[Stored data]
◆ ◆ ◆ ◆ ◆
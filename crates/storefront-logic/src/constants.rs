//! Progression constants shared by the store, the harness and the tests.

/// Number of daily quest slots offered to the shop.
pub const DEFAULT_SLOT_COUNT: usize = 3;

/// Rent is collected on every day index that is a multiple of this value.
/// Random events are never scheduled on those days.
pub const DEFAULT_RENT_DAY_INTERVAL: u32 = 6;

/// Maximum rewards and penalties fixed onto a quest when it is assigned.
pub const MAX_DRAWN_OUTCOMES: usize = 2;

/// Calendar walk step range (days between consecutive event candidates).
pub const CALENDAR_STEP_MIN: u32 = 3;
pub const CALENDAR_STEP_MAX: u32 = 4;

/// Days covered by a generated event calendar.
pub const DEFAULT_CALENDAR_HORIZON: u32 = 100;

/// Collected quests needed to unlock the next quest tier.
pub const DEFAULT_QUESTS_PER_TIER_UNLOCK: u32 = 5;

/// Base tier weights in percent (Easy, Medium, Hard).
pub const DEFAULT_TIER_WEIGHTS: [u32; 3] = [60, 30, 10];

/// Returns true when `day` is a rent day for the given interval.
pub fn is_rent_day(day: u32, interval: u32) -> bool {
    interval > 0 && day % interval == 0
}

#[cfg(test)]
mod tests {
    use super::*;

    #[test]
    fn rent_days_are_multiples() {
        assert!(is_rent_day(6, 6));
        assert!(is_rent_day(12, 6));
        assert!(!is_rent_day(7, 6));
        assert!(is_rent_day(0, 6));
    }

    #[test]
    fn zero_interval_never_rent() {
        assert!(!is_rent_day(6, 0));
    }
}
◆ ◆ ◆ ◆ ◆
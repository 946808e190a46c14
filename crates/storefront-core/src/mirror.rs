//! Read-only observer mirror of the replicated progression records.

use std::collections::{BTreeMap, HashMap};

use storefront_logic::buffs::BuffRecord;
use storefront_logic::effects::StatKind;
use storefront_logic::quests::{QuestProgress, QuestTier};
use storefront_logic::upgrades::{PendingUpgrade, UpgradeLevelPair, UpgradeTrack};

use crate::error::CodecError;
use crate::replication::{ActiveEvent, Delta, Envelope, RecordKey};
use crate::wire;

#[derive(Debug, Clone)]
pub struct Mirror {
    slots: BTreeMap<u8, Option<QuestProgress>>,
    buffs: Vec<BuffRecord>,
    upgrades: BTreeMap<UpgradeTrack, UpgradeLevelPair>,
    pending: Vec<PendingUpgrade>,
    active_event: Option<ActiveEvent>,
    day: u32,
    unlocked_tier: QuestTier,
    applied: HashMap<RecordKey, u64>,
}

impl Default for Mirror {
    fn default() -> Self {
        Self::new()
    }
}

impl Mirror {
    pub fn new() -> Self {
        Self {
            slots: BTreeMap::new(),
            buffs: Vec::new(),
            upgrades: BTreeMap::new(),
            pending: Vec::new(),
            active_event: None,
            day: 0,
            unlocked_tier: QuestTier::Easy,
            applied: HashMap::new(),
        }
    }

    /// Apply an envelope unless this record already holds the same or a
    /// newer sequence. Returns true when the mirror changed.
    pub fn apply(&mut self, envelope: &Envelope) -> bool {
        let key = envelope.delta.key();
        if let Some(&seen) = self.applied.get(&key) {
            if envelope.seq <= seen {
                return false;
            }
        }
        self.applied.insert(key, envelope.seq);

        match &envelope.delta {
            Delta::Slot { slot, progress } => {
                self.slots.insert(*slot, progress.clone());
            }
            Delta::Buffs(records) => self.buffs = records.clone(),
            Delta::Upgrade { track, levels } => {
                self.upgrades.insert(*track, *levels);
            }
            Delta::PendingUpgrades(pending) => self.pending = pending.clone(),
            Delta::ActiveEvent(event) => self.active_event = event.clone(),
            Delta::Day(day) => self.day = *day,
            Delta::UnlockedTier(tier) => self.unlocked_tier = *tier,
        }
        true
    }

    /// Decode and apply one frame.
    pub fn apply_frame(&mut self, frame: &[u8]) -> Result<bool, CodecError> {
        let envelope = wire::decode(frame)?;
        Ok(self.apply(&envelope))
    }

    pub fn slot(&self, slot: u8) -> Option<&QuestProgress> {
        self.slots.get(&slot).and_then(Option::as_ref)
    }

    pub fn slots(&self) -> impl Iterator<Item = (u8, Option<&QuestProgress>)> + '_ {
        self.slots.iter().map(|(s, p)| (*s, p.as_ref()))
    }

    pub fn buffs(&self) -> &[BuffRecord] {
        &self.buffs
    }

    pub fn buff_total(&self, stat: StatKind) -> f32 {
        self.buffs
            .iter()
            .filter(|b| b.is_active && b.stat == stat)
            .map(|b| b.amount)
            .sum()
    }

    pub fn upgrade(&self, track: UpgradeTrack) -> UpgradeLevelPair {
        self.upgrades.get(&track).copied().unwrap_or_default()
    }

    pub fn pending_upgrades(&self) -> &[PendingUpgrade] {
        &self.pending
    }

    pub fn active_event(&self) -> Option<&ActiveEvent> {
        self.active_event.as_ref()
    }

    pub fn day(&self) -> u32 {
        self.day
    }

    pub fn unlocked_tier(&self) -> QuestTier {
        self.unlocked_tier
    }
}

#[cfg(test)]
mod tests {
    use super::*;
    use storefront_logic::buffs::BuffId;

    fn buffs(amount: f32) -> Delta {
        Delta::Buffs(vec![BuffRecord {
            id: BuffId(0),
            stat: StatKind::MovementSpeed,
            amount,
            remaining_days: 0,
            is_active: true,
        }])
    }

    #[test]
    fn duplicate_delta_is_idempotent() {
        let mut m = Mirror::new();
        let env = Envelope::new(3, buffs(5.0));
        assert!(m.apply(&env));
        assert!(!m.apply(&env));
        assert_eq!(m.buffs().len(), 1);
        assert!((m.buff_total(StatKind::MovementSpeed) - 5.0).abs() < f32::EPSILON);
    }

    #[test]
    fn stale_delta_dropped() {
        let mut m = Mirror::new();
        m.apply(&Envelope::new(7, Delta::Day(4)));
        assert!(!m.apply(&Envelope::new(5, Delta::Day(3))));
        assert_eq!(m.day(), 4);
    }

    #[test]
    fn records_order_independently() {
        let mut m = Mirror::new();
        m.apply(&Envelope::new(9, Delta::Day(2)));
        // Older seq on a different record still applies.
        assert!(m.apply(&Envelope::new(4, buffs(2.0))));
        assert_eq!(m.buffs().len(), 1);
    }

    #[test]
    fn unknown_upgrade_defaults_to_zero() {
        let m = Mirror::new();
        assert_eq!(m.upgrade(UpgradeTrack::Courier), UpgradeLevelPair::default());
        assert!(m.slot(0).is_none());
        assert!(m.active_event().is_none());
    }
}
◆ ◆ ◆ ◆ ◆
_WORK TO COMPLETE_.
The required output is the stretch of entries above from the line containing "filename crates/storefront-logic/src/constants.rs" through the line containing "pub const DEFAULT_RENT_DAY_INTERVAL: u32 = 6;", reproduced exactly.

_EXERCISE OUTPUT_.
filename crates/storefront-logic/src/constants.rs
//! Progression constants shared by the store, the harness and the tests.

/// Number of daily quest slots offered to the shop.
pub const DEFAULT_SLOT_COUNT: usize = 3;

/// Rent is collected on every day index that is a multiple of this value.
/// Random events are never scheduled on those days.
pub const DEFAULT_RENT_DAY_INTERVAL: u32 = 6;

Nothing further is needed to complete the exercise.